We use technologies to interact with our physical environment, essentially to obtain energy and raw material, and to transform them into “whatever it is that we need”. Until recently, technologies were firmly “under our thumb”, they served our immediate purpose. Devised and employed as ‘dumb’ tools, they extended their user’s agency; but they did not have agency of their own. As we introduce increasingly ‘smart’ technologies and tools, that historic certainty is fading. It is fading fast, though not in any controlled or predictable way. In that emerging story, robots, algorithms, and Artificial Intelligence feature as prominent examples.
Autonomous systems
Robots and autonomous systems in general are the poster children of artificial agents. They are designed with the explicit goal of giving them “some freedom of action, within certain constraints”. We positively want them to take over the dirty, dull, and dangerous tasks. Hence we deliberately equip them with sensors (for them to read their surroundings), with motors, joints, and actuators (for them to interact with and manipulate their environment), and with a little electronic brain that is pre-programmed for any conceivable situation (for them to select and initiate the most appropriate action). Take an early example: the manufacturing robots in the automotive industry. They were stationary and carefully segregated from their humans co-workers. Without direct contact to the human world, the robot “worked in its own bubble”. That isolation ensured a powerful limitation on the robot’s artificial agency, and at the same time it insulated humans from potential accidents.

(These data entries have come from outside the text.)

// src/server/login.rs

//! Pre-session checks run on every accepted socket. Only a peer that passes
//! becomes a session.

use super::session::{SessionMeta, SessionStore};
use crate::core::errors::{LinkError, LinkResult, codes};
use crate::core::protocol::alien::{LOGIN_PACKET_LENGTH, encode_status};
use crate::core::protocol::hsl::{opcodes, pack_string};
use crate::core::protocol::{AlienLoginPacket, LoginStatus, SelfCheckProtocol};
use crate::core::{LinkSocket, Transport};
use async_trait::async_trait;
use std::collections::{HashMap, HashSet};
use std::time::Duration;
use tracing::{debug, info, warn};

#[async_trait]
pub trait AcceptExtraCheck: Send + Sync {
    /// Authenticates the peer on `socket`. An error rejects it; the server
    /// closes the socket afterwards.
    async fn check(
        &self,
        transport: &Transport,
        sessions: &dyn SessionStore,
        socket: &mut LinkSocket,
    ) -> LinkResult<SessionMeta>;
}

/// Accepts every peer.
#[derive(Debug, Clone, Copy, Default)]
pub struct NoExtraCheck;

#[async_trait]
impl AcceptExtraCheck for NoExtraCheck {
    async fn check(
        &self,
        _transport: &Transport,
        _sessions: &dyn SessionStore,
        _socket: &mut LinkSocket,
    ) -> LinkResult<SessionMeta> {
        Ok(SessionMeta::default())
    }
}

/// The server half of the account handshake.
#[derive(Debug, Clone)]
pub struct AccountCheck {
    protocol: SelfCheckProtocol,
    accounts: HashMap<String, String>,
}

impl AccountCheck {
    /// With no accounts configured every peer is let through unchallenged.
    pub fn new(protocol: SelfCheckProtocol, accounts: HashMap<String, String>) -> Self {
        Self { protocol, accounts }
    }

    fn verify(&self, credentials: &[String]) -> bool {
        match credentials {
            [username, password, ..] => self.accounts.get(username) == Some(password),
            _ => false,
        }
    }
}

#[async_trait]
impl AcceptExtraCheck for AccountCheck {
    async fn check(
        &self,
        transport: &Transport,
        _sessions: &dyn SessionStore,
        socket: &mut LinkSocket,
    ) -> LinkResult<SessionMeta> {
        if self.accounts.is_empty() {
            return Ok(SessionMeta::default());
        }

        let login = self
            .protocol
            .receive_expecting(transport, socket, opcodes::ACCOUNT_LOGIN)
            .await?;
        let credentials = login.content_string_array()?;

        if self.verify(&credentials) {
            self.protocol
                .send_and_check(
                    transport,
                    socket,
                    opcodes::ACCOUNT_PASS_LOGIN,
                    0,
                    &pack_string("success"),
                )
                .await?;
            let username = credentials.into_iter().next();
            debug!("Account {:?} logged in.", username);
            return Ok(SessionMeta {
                device_id: None,
                username,
            });
        }

        let reason = "user name or password is wrong";
        warn!(
            "Rejecting account login for {:?} from {:?}.",
            credentials.first(),
            socket.peer()
        );
        self.protocol
            .send_and_check(
                transport,
                socket,
                opcodes::ACCOUNT_REJECT_LOGIN,
                0,
                &pack_string(reason),
            )
            .await?;
        Err(LinkError::Application {
            code: codes::LOGIN_REJECTED,
            message: reason.to_string(),
        })
    }
}

/// DTU registration: reads the fixed login packet, answers with a status and
/// keeps the socket only on success.
#[derive(Debug, Clone, Default)]
pub struct AlienLogin {
    password: String,
    forbidden: HashSet<String>,
    login_timeout: Option<Duration>,
}

impl AlienLogin {
    pub fn new(password: impl Into<String>) -> Self {
        Self {
            password: password.into(),
            ..Self::default()
        }
    }

    pub fn with_forbidden<I, T>(mut self, devices: I) -> Self
    where
        I: IntoIterator<Item = T>,
        T: Into<String>,
    {
        self.forbidden = devices.into_iter().map(Into::into).collect();
        self
    }

    pub fn with_login_timeout(mut self, timeout: Option<Duration>) -> Self {
        self.login_timeout = timeout;
        self
    }

    /// Decides the status for a parsed packet. Checks run forbidden first,
    /// then password, then duplicate.
    pub fn status_for(&self, packet: &AlienLoginPacket, sessions: &dyn SessionStore) -> LoginStatus {
        if self.forbidden.contains(&packet.device_id) {
            LoginStatus::Forbidden
        } else if !self.password.is_empty() && packet.password != self.password {
            LoginStatus::BadPassword
        } else if sessions.find_by_device(&packet.device_id).is_some() {
            LoginStatus::DuplicateLogin
        } else {
            LoginStatus::Success
        }
    }
}

#[async_trait]
impl AcceptExtraCheck for AlienLogin {
    async fn check(
        &self,
        transport: &Transport,
        sessions: &dyn SessionStore,
        socket: &mut LinkSocket,
    ) -> LinkResult<SessionMeta> {
        let raw = transport
            .receive_exact(socket, LOGIN_PACKET_LENGTH, self.login_timeout)
            .await?;
        let packet = match AlienLoginPacket::parse(&raw) {
            Ok(packet) => packet,
            Err(e) => {
                socket.close().await;
                return Err(e);
            }
        };

        let status = self.status_for(&packet, sessions);
        transport.send(socket, &encode_status(status)).await?;
        if status != LoginStatus::Success {
            info!(
                "DTU {} from {:?} refused: {}.",
                packet.device_id,
                socket.peer(),
                status
            );
            socket.close().await;
            return Err(LinkError::Login(status));
        }

        info!("DTU {} registered from {:?}.", packet.device_id, socket.peer());
        Ok(SessionMeta {
            device_id: Some(packet.device_id),
            username: None,
        })
    }
}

Today, mobility is key, including for autonomous systems. Navigating the real world safely and reliably requires many more sensors, additional actuators to move around and manoeuvre congested spaces, and much more processing power for the plethora of unpredictable situations to be mastered. Now we have to come to terms with one another: robots must ‘learn’ humans; humans must ‘learn’ robots. We have two principle approaches to do that learning, as the case of autonomous cars illustrates. The ‘out in the wild’-scenario releases the car into everyday traffic and expects it to navigate any possible situation relying solely on onboard means. This scenario does not constrain the road to travel; but in return for this liberty it requires highly sophisticated onboard sensing and information processing capacities: the beast is free roam to its heart’s desires, but it is left to its own devices. In contrast, the ’play it safe’-scenario allows the car to operate only within a limited environment (consider a test site or a smart city), where additional sensors and transmitters fixed along the roadside provide crucial navigation support. This scenario imposes severe limitations on the roaming range of the car, offering considerable offboard support in return: the demand on the car is reduced, as is its ‘freedom of movement’.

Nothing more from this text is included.